Venous ulcers are the most common found leg ulcers. Venous insufficiency is the inappropriate functioning of the one-way valves in the veins. Generally veins take blood from the feet, ankles and the lower legs to the heart. Venous disease affects the quality of life of the person infected and also the costs can be quite cumbersome. Although the pathological causes leading to this venous ulceration are unknown, a better realization of the current pathophysiology of ulceration will lead to novel approaches in its control and management. In addition to the compression therapy, latest kinds of wound dressings, surgical modalities, bioengineered tissue, topical and systemic therapeutic agents can be used.

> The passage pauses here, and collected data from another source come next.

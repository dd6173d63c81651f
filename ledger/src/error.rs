use ourchain_store::StoreError;
use thiserror::Error;

#[derive(Debug, Error)]
pub enum LedgerError {
    #[error("invalid arguments: {0}")]
    Validation(String),

    #[error("record already exists: {0}")]
    AlreadyExists(String),

    #[error("record does not exist: {0}")]
    NotFound(String),

    #[error("malformed record at {key}: {reason}")]
    Decode { key: String, reason: String },

    #[error("failed to encode record for {key}: {reason}")]
    Encode { key: String, reason: String },

    #[error("failed to access state for {key}: {source}")]
    Host {
        key: String,
        #[source]
        source: StoreError,
    },

    #[error("query aborted: {0}")]
    Query(#[source] StoreError),
}

impl LedgerError {
    pub(crate) fn host(key: &str, source: StoreError) -> Self {
        Self::Host {
            key: key.to_string(),
            source,
        }
    }

    pub(crate) fn decode(key: &str, reason: impl ToString) -> Self {
        Self::Decode {
            key: key.to_string(),
            reason: reason.to_string(),
        }
    }

    pub(crate) fn encode(key: &str, reason: impl ToString) -> Self {
        Self::Encode {
            key: key.to_string(),
            reason: reason.to_string(),
        }
    }
}
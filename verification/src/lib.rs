//! Identity proof gate.
//!
//! Before certain operations the contract asks an external proof verifier
//! whether an identity (a 22-byte DID) holds a fixed set of signed
//! attributes. The gate issues exactly one HTTP call per check, with no
//! retry; a transport failure is terminal for that check.
//!
//! The verifier is pluggable through [`IdentityVerifier`] so callers can run
//! against a scripted verifier in tests.

pub mod config;
pub mod error;
pub mod gate;
pub mod method;

pub use config::VerifierConfig;
pub use error::ProofError;
pub use gate::{check_response, validate_did, ProofGate, VerifierResponse, DID_LENGTH};
pub use method::IdentityVerifier;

Let us have a quick glance of how the venous ulcer affects the leg. Normally the veins taking the blood from the lower part of the body to the heart has two systems supporting the uphill flow of blood, namely the calf muscle pump which pumps the blood towards the heart and the one-way valves which obstruct the flow of blood back into the lower part. Any discrepancy in the calf pumping or any reflux through the valves or obstruction of the veins may cause the blood to accumulate from the lower part of the leg
to the ankle. Further pressure in the normal activity of the veins leads to fibrous deposits I around the capillaries. This then blocks the blood and oxygen flow to muscles and skin tissue. The tissues die due to this condition and it leads to ulceration.
There are also other kinds of ulcers called arterial ulcers, which differ from venous ulcers in characteristics. Typical features of venous ulcers are they are associated with aching and swollen lower legs which are comfortable when kept at an elevated position, they are located below the knee (mostly inner parts of the ankles), they are of mottled brown or black staining with dry, itchy and reddened skin, they sometimes make the lower part of the leg harder, they are often associated with swelling due to local inflammation, chronic inflammation might destroy lymphatic vessels causing edema resulting in scaling, fissuring and oozing.
Treatment of these venous leg ulcers normally requires proper exercise, elevation of the leg at rest, and compression. If arterial ulcer is also found, then compression must not be used. The first step is the cleaning of the wound, which involves removal of dead skin and the surface debris from the wound, and is called debridement. The wound might become chronic and infected to the tissue, in which case antibiotics like fluclaxacillin is used. Surgery might be necessary if the ulcer doesn't heal with antibiotics. First the stage of the ulcer is determined, and other associated diseases like thrombophilia (blood clotting tendency) and diabetes are controlled. Skin grafting can be used for chronic ulcers. The healing of the wound takes time, proper nutrition and attention towards it. Enough protein, Vitamin C, Iron and Zinc along with some supplements need to be taken. Compression therapy is a vital element for leg ulcers. It involves using a bandage which is wrapped around from the feet to the part of the leg below the knee. This creates pressure on the leg, increases the calf muscle pump and heals the ulcer. There are different types of compression therapy available like Unna boot (gauze bandage with zinc oxide), shaped tubular bandage, Elastic graduates compression hosiery and others.
To conclude, the best way to tackle venous leg ulcers is to prevent them before hand. Some of the precautionary causes are not to injure your legs, walk for atleast an half hour a day to keep the calf muscle pump functioning properly, maintaining healthy weight, staying away from and kind of alcohol consumption and smoking, cleaning your feet regularly and moisturizing them after bath, wearing comfortable footwear, avoiding standing for a long time in a single stance, avoiding sitting with legs crossed, avoiding exposing the legs to extreme hot and cold weathers, avoiding sitting for hours, and mostly having a healthy and a balanced diet.